Dossier : 95-3575-GST-G

ENTRE :

152633 CANADA INC. / SAKO AUTO LEASING,

appelante,

et

SA MAJESTÉ LA REINE,

intimée.

Motifs du jugement

Le juge Bowman, C.C.I.

[1] L'appel en instance est interjeté à l'encontre d'une cotisation de taxe sur les produits et services qui a été établie en vertu de la Loi sur la taxe d'accise et par laquelle le ministre du Revenu national a refusé à l'appelante un crédit de taxe sur les intrants fictif demandé en vertu de l'alinéa 120(3)b) et du paragraphe 176(1) de la Loi sur la taxe d'accise, soit un crédit de 20 303 $.

[2] Le crédit demandé concerne des véhicules dont l'appelante était propriétaire le 31 janvier 1991.

[3] Le paragraphe 120(3) de la Loi se lit comme suit :

120(3) Remboursement de la taxe de vente — Sous réserve du présent article, dans le cas où l'inventaire d'une personne inscrite aux termes de la sous-section d de la section V de la partie IX le 1er janvier 1991 comprend, au début de cette date, des marchandises libérées de taxes, les règles suivantes s'appliquent :

a) si les marchandises libérées de taxe ne sont pas des marchandises d'occasion, le ministre verse à la personne, sur sa demande, un remboursement en conformité avec les paragraphes (5) et (8);

b) si les marchandises libérées de taxe sont des marchandises d'occasion, elles sont réputées, pour l'application de l'article 176, être des biens meubles corporels d'occasion fournis par vente à la personne au Canada le 1er janvier 1991 relativement auxquels la taxe n'est pas payable par la personne, et avoir été acquises pour fourniture dans le cadre des activités commerciales de la personne pour une contrepartie payée à cette date égale à 50 % du montant auquel les marchandises seraient évaluées à cette date aux fins du calcul du revenu de la personne provenant d'une entreprise pour l'application de la Loi de l'impôt sur le revenu.

[4] Les véhicules en cause sont des véhicules d'occasion.
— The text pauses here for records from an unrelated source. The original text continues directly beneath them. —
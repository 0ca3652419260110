//! Pagination helpers for Graph listings
//!
//! Graph listings are cursor-paginated: the first request names an edge
//! (`{account}/tags`) with a page size, and every response carries an
//! absolute `paging.next` URL for the following page.

/// Fields requested for media listings unless overridden
pub const DEFAULT_FIELDS: &str = "id,caption,media_type,media_url,permalink,thumbnail_url,timestamp,username,children{media_type,media_url,thumbnail_url}";

/// Largest page the Graph API serves for media edges
pub const MAX_PAGE_SIZE: usize = 50;

/// Where to fetch a page from.
#[derive(Debug, Clone, PartialEq, Eq)]
pub enum PageTarget {
    /// First page of an edge, relative to the versioned API root
    Endpoint {
        path: String,
        params: ListingParams,
    },
    /// Absolute `paging.next` URL returned by a previous page
    Cursor(String),
}

impl PageTarget {
    pub fn endpoint(path: impl Into<String>, params: ListingParams) -> Self {
        PageTarget::Endpoint {
            path: path.into(),
            params,
        }
    }
}

/// Query parameters for the first page of a listing.
///
/// Use the builder methods to configure:
/// ```ignore
/// let params = ListingParams::new().limit(25).param("user_id", "1789");
/// ```
#[derive(Debug, Clone, Default, PartialEq, Eq)]
pub struct ListingParams {
    /// Items per page, clamped to `1..=MAX_PAGE_SIZE`
    pub limit: Option<usize>,
    /// Graph field selection; `DEFAULT_FIELDS` when unset
    pub fields: Option<String>,
    /// Additional edge-specific parameters
    pub extra: Vec<(String, String)>,
}

impl ListingParams {
    pub fn new() -> Self {
        Self::default()
    }

    pub fn limit(mut self, limit: usize) -> Self {
        self.limit = Some(clamp_page_size(limit));
        self
    }

    /// Set the field selection. Blank selections keep the default.
    pub fn fields(mut self, fields: Option<&str>) -> Self {
        self.fields = fields
            .map(str::trim)
            .filter(|f| !f.is_empty())
            .map(str::to_string);
        self
    }

    pub fn param(mut self, key: impl Into<String>, value: impl Into<String>) -> Self {
        self.extra.push((key.into(), value.into()));
        self
    }

    /// Effective field selection
    pub fn fields_or_default(&self) -> &str {
        self.fields.as_deref().unwrap_or(DEFAULT_FIELDS)
    }

    /// Convert to query string parameters (without the access token).
    pub fn to_query_params(&self) -> Vec<(String, String)> {
        let mut params = vec![("fields".to_string(), self.fields_or_default().to_string())];

        if let Some(limit) = self.limit {
            params.push(("limit".to_string(), limit.to_string()));
        }
        params.extend(self.extra.iter().cloned());

        params
    }
}

/// Hashtag media edge
#[derive(Debug, Clone, Copy, PartialEq, Eq)]
pub enum HashtagEdge {
    /// Most recent media (last 24 hours)
    Recent,
    /// Most popular media
    Top,
}

impl HashtagEdge {
    pub fn as_str(&self) -> &'static str {
        match self {
            HashtagEdge::Recent => "recent_media",
            HashtagEdge::Top => "top_media",
        }
    }
}

/// Clamp a requested page size to what the Graph API accepts.
pub fn clamp_page_size(size: usize) -> usize {
    size.clamp(1, MAX_PAGE_SIZE)
}

#[cfg(test)]
mod tests {
    use super::*;

    #[test]
    fn test_listing_params_default_fields() {
        let params = ListingParams::new();
        let query = params.to_query_params();
        assert_eq!(query.len(), 1);
        assert_eq!(query[0], ("fields".to_string(), DEFAULT_FIELDS.to_string()));
    }

    #[test]
    fn test_listing_params_builder() {
        let params = ListingParams::new()
            .limit(25)
            .fields(Some("id,permalink"))
            .param("user_id", "1789");

        let query = params.to_query_params();
        assert!(query.contains(&("fields".to_string(), "id,permalink".to_string())));
        assert!(query.contains(&("limit".to_string(), "25".to_string())));
        assert!(query.contains(&("user_id".to_string(), "1789".to_string())));
    }

    #[test]
    fn test_limit_is_clamped() {
        assert_eq!(ListingParams::new().limit(0).limit, Some(1));
        assert_eq!(ListingParams::new().limit(500).limit, Some(MAX_PAGE_SIZE));
    }

    #[test]
    fn test_hashtag_edge_names() {
        assert_eq!(HashtagEdge::Recent.as_str(), "recent_media");
        assert_eq!(HashtagEdge::Top.as_str(), "top_media");
    }

    #[test]
    fn test_blank_fields_keep_default() {
        let params = ListingParams::new().fields(Some("   "));
        assert_eq!(params.fields_or_default(), DEFAULT_FIELDS);
    }
}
La demande de crédit est donc faite en vertu de l'alinéa b) du paragraphe 120(3).

[5] La seule question est de savoir si, le 1er janvier 1991, les véhicules étaient compris dans l'“inventaire” dont il est question au début du paragraphe 120(3).

[6] La principale entreprise de l'appelante consiste à louer des voitures à long terme. L'appelante loue également des voitures à court terme. Le paragraphe 5 de l'avis d'appel est admis par l'intimée, soit :

[TRADUCTION]

5. L'appelante oeuvre principalement dans le domaine de la location de voitures à long terme. Toutefois, une partie de l'entreprise de l'appelante consiste également à louer des voitures à court terme et à vendre des voitures neuves et des voitures d'occasion.

[7] L'intimée est liée par ce qu'elle a admis. Toutefois, la preuve indiquait bien clairement que l'appelante n'acquérait pas des voitures neuves pour les revendre immédiatement. M. Korsos, qui a témoigné, a dit en réponse à une question que je lui avais posée :

[TRADUCTION]

[...] nous ne pouvons vendre des voitures neuves sur le marché. [...] Nous irions à l'encontre des fins des concessionnaires à qui nous achetons des voitures en vue de les louer.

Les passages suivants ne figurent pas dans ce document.